Stephen Miran, einer der wichtigsten Wirtschaftsexperten im Team von US-Präsident Donald Trump, hat am Dienstag seinen Rücktritt aus dem Council of Economic Advisers (CEA) des Weißen Hauses erklärt. Gleichzeitig behält er seinen Sitz im Gouverneursrat der US-Notenbank (Federal Reserve), wie aus einem Schreiben hervorgeht.
Miran hatte seit September 2025 eine Doppelfunktion inne – als Fed-Gouverneur und Berater im Weißen Haus, letzteres über unbezahlten Sonderurlaub. Eine eher ungewöhnliche Regelung, die nun endet: In seinem Rücktrittsschreiben betont Miran, er habe dem Senat zugesichert, das Weiße Haus zu verlassen, sollte er über Januar hinaus Teil des Fed-Rats bleiben.

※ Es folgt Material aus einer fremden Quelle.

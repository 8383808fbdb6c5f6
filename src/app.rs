//! Top-level application orchestration.
//!
//! `src/main.rs` is intentionally tiny; this module is the "real main" that:
//! - loads `.env` and parses CLI arguments
//! - installs the logger
//! - runs the fit pipeline and prints the report/plots
//! - writes synthetic catalogs for `omori simulate`

use clap::Parser;

use crate::cli::{Command, FitArgs, SimulateArgs};
use crate::domain::{AnalysisConfig, FitOptions, OmoriParams, ParamBounds, SimulationConfig};
use crate::error::AppError;
use crate::plot::{CURVE_SAMPLES, DecayChart};

pub mod pipeline;

const X_LABEL: &str = "days since mainshock";
const Y_LABEL: &str = "aftershocks per day";

/// Entry point for the `omori` binary.
pub fn run() -> Result<(), AppError> {
    // `OMORI_CATALOG` may come from a `.env` file; a missing file is fine.
    dotenvy::dotenv().ok();

    // We want `omori` and `omori -f x.csv` to behave like `omori fit ...`.
    //
    // Clap requires a subcommand name, so we do a small, explicit rewrite of the
    // argv list before parsing.
    let argv = rewrite_args(std::env::args().collect());
    let cli = crate::cli::Cli::parse_from(argv);
    crate::logging::init(cli.verbose, cli.quiet);

    match cli.command {
        Command::Fit(args) => handle_fit(&args),
        Command::Simulate(args) => handle_simulate(&args),
    }
}

fn handle_fit(args: &FitArgs) -> Result<(), AppError> {
    let config = analysis_config_from_args(args)?;
    let run = pipeline::run_analysis(&config)?;

    println!("{}", crate::report::format_run_summary(&run, &config));

    let params = run.outcome.params();
    if config.show_table {
        println!("{}", crate::report::format_series_table(&run.prepared.series, &params));
    }

    if !config.plot && config.svg_path.is_none() {
        return Ok(());
    }

    let observed: Vec<(f64, f64)> = run
        .prepared
        .series
        .points
        .iter()
        .map(|p| (p.elapsed_days, p.count as f64))
        .collect();
    let (t_min, t_max) = run.prepared.series.t_range().unwrap_or((1.0, 1.0));

    // Only the curve resolution differs between the two sinks.
    if config.plot {
        let curve = crate::models::sample_curve(&params, t_min, t_max, config.plot_width);
        let chart = decay_chart(&run, &config, &observed, &curve);
        println!(
            "{}",
            crate::plot::render_ascii_plot(&chart, config.plot_width, config.plot_height)
        );
    }

    if let Some(path) = &config.svg_path {
        let curve = crate::models::sample_curve(&params, t_min, t_max, CURVE_SAMPLES);
        let chart = decay_chart(&run, &config, &observed, &curve);
        crate::plot::write_svg_chart(path, &chart, (1024, 768))?;
    }

    Ok(())
}

fn decay_chart<'a>(
    run: &pipeline::RunOutput,
    config: &AnalysisConfig,
    observed: &'a [(f64, f64)],
    curve: &'a [(f64, f64)],
) -> DecayChart<'a> {
    let main = &run.prepared.mainshock;
    DecayChart {
        title: format!(
            "Aftershock decay after M{:.1} on {}",
            main.magnitude(),
            main.time().format("%Y-%m-%d %H:%M UTC")
        ),
        observed,
        curve,
        observed_label: format!("observed daily count (M >= {:.1})", config.min_magnitude),
        model_label: crate::report::model_label(&run.outcome),
        x_label: X_LABEL,
        y_label: Y_LABEL,
        log_y: config.log_y,
    }
}

fn handle_simulate(args: &SimulateArgs) -> Result<(), AppError> {
    let config = simulation_config_from_args(args)?;
    let catalog = crate::data::generate_catalog(&config)?;
    crate::data::write_catalog_csv(&config.output, &catalog.events)?;

    println!(
        "Wrote {} events ({} aftershocks, expected {:.1}) to {}",
        catalog.events.len(),
        catalog.aftershock_count,
        catalog.expected_aftershocks,
        config.output.display()
    );
    println!(
        "True parameters: K={} c={} p={}",
        config.params.k, config.params.c, config.params.p
    );
    Ok(())
}

pub fn analysis_config_from_args(args: &FitArgs) -> Result<AnalysisConfig, AppError> {
    if !args.delimiter.is_ascii() {
        return Err(AppError::new(2, "Delimiter must be a single ASCII character."));
    }
    if !args.min_magnitude.is_finite() {
        return Err(AppError::new(2, "Minimum magnitude must be finite."));
    }

    let fit = FitOptions {
        initial_guess: OmoriParams::from_slice(&args.initial_guess)
            .ok_or_else(|| AppError::new(2, "Initial guess needs exactly three values: K,c,p."))?,
        bounds: ParamBounds {
            k: pair(&args.k_bounds, "K")?,
            c: pair(&args.c_bounds, "c")?,
            p: pair(&args.p_bounds, "p")?,
        },
        max_evaluations: args.max_evaluations,
    };

    Ok(AnalysisConfig {
        catalog_path: args.file.clone(),
        delimiter: args.delimiter as u8,
        min_magnitude: args.min_magnitude,
        fit,
        plot: !args.no_plot,
        plot_width: args.width,
        plot_height: args.height,
        log_y: !args.linear_y,
        svg_path: args.svg.clone(),
        show_table: args.table,
    })
}

pub fn simulation_config_from_args(args: &SimulateArgs) -> Result<SimulationConfig, AppError> {
    let mainshock_time = crate::io::ingest::parse_timestamp(&args.mainshock_time)
        .map_err(|e| AppError::new(2, format!("Invalid --mainshock-time: {e}")))?;

    Ok(SimulationConfig {
        output: args.output.clone(),
        seed: args.seed,
        mainshock_time,
        mainshock_magnitude: args.mainshock_magnitude,
        latitude: args.latitude,
        longitude: args.longitude,
        depth_km: args.depth,
        params: OmoriParams::new(args.k, args.c, args.p),
        duration_days: args.days,
        min_magnitude: args.min_magnitude,
        b_value: args.b_value,
        background_events: args.background,
    })
}

fn pair(values: &[f64], name: &str) -> Result<(f64, f64), AppError> {
    match values {
        [lo, hi] => Ok((*lo, *hi)),
        _ => Err(AppError::new(2, format!("{name} bounds need exactly two values: LO,HI."))),
    }
}

/// Rewrite argv so `omori` defaults to `omori fit`.
///
/// Rules:
/// - `omori`                         -> `omori fit`
/// - `omori -f x.csv ...`            -> `omori fit -f x.csv ...`
/// - `omori --help/--version/-h`     -> unchanged (show top-level help/version)
/// - `omori -v ...`                  -> unchanged when a subcommand follows
fn rewrite_args(mut argv: Vec<String>) -> Vec<String> {
    let Some(arg1) = argv.get(1).cloned() else {
        argv.push("fit".to_string());
        return argv;
    };

    let is_top_level_help_or_version = matches!(
        arg1.as_str(),
        "-h" | "--help" | "-V" | "--version" | "help"
    );
    if is_top_level_help_or_version {
        return argv;
    }

    let is_subcommand = |s: &str| matches!(s, "fit" | "simulate");
    if argv.iter().skip(1).any(|a| is_subcommand(a)) {
        return argv;
    }

    // If the first token is a flag, treat it as "fit flags".
    if arg1.starts_with('-') {
        argv.insert(1, "fit".to_string());
        return argv;
    }

    // Otherwise, leave as-is.
    argv
}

Trump bereitet Umbau der Fed-Spitze vor
Miran trat als Fed-Gouverneur die Restlaufzeit eines vakanten Sitzes an, die zum 31. Januar endete. Dennoch bleibt er zunächst im Amt – was Trump strategischen Spielraum verschafft: Der Präsident plant, den ehemaligen Notenbanker Kevin Warsh zum neuen Fed-Chef zu ernennen, sobald die Amtszeit von Jerome Powell im Mai ausläuft.
Da nur ein amtierender Fed-Gouverneur den Vorsitz übernehmen kann – und keine Sitze frei sind –, könnte Trump Miran durch Warsh ersetzen und diesen dann zum Fed-Vorsitzenden ernennen. Ein komplexes Manöver, das Trumps zunehmende Einflussnahme auf die Zentralbank unterstreicht.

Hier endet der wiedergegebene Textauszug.